Without financial risk-sharing or clinical integration (for example, when a contract reimburses psychologists using a simple fee schedule), networks must not negotiate fees on behalf of their participating psychologists and providers. Such collective negotiations would be considered per se illegal price-fixing. The mere fact that the providers have created a new corporation or limited liability company to perform the negotiations does not insulate them from this price-fixing liability. In fact, the FTC and DOJ have been very active in challenging physician networks and physician-hospital organizations that have attempted to negotiate fee-for-service rates. Most recently, the FTC challenged the activities of a Colorado physician network that allegedly negotiated non-risk fees for its participating physicians. Only in very limited circumstances – for example, where the substantial majority of a network’s business involves risk-sharing – might a network avoid price-fixing exposure for negotiating fee-for-service rates.
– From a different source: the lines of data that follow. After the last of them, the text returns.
//! Client library for the renewal plan recommendation service.
//!
//! Admins drill down a B1 → B2 → B3 hierarchy imported from spreadsheets and
//! override the frequency-derived percentages at each level. This crate
//! provides:
//!
//! - `api`: typed REST client with bearer auth and cache-aware reads
//! - `cache`: TTL response cache with prefix invalidation
//! - `percentage`: local edit buffers that keep sibling sets summing to 100
//! - `auth`: the session/identity service and keychain credential store
//! - `config`: persisted user configuration

pub mod api;
pub mod auth;
pub mod cache;
pub mod config;
pub mod models;
pub mod percentage;

pub use api::{ApiClient, ApiError};
pub use auth::Session;
pub use cache::ResponseCache;
pub use config::Config;
pub use percentage::{BalancingMode, PercentageEditor, Selection};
However, networks can facilitate non-risk contracting using a mechanism commonly known as the “messenger model.” Under this model, an independent third-party or network employee would act as a “messenger” between payors and individual network psychologists. The messenger would simply transmit payor offers to participating psychologists for their individual consideration, and relay the psychologists’ responses back to the payor. The messenger would not negotiate rates or attempt to coordinate the psychologists’ responses. One variation of the messenger model allows individual psychologists to commit in advance to any payor offers that exceed predetermined fee schedules set independently by the psychologists. Because these models can create significant risks if not implemented correctly, networks should seek antitrust counsel before dealing with payors.

Network “Overinclusion” Issues.
In addition to raising price-fixing issues, networks can also raise market-specific issues if they include too large a panel of providers. When such "overinclusion" occurs, the antitrust concern is that an insufficient number of providers will be available to form competing networks or contract with competing managed care plans. Overinclusive networks may therefore be able to exercise “market” or “monopoly power,” and raise prices above competitive levels.

The FTC and DOJ have issued guidance in two “safety zones” created for “physician network joint ventures.” Although the safety zones are technically limited to physician networks, the safety-zone standards nevertheless provide useful guidelines for networks involving psychologists and other providers. Absent extraordinary circumstances, the enforcement agencies explain that they will not challenge a “non-exclusive” network in which the physicians (i) share substantial financial risk, and (ii) constitute no more than 30% of any given specialty in the relevant market. Similarly, they will not challenge an “exclusive” risk-sharing network with 20% or less of the physicians in each specialty. The agencies are more concerned about overinclusion in “exclusive” networks because they restrict the ability of participants to join other networks or contract directly with payors, and therefore are more likely to have anticompetitive effects.

Physician networks that fall outside of the safety zones are not necessarily unlawful under the antitrust laws, and will be examined by the FTC and DOJ on a case-by-case basis. Where the physicians are sufficiently integrated, these enforcement agencies have looked at the likely competitive effects of such networks, and have concluded that many non-exclusive networks exceeding the thresholds were nevertheless unlikely to pose antitrust problems. For example, the FTC staff concluded that a physician network with approximately 45% of the obstetricians and 50% of the pediatricians in the relevant market did not raise concerns where the network was non-exclusive, and where competing networks already existed. In contrast, DOJ rejected a proposed network accounting for 50% to 77% of the pediatricians in several New Jersey communities where payor objections and network contract provisions suggested that the network would likely be able to exercise market power.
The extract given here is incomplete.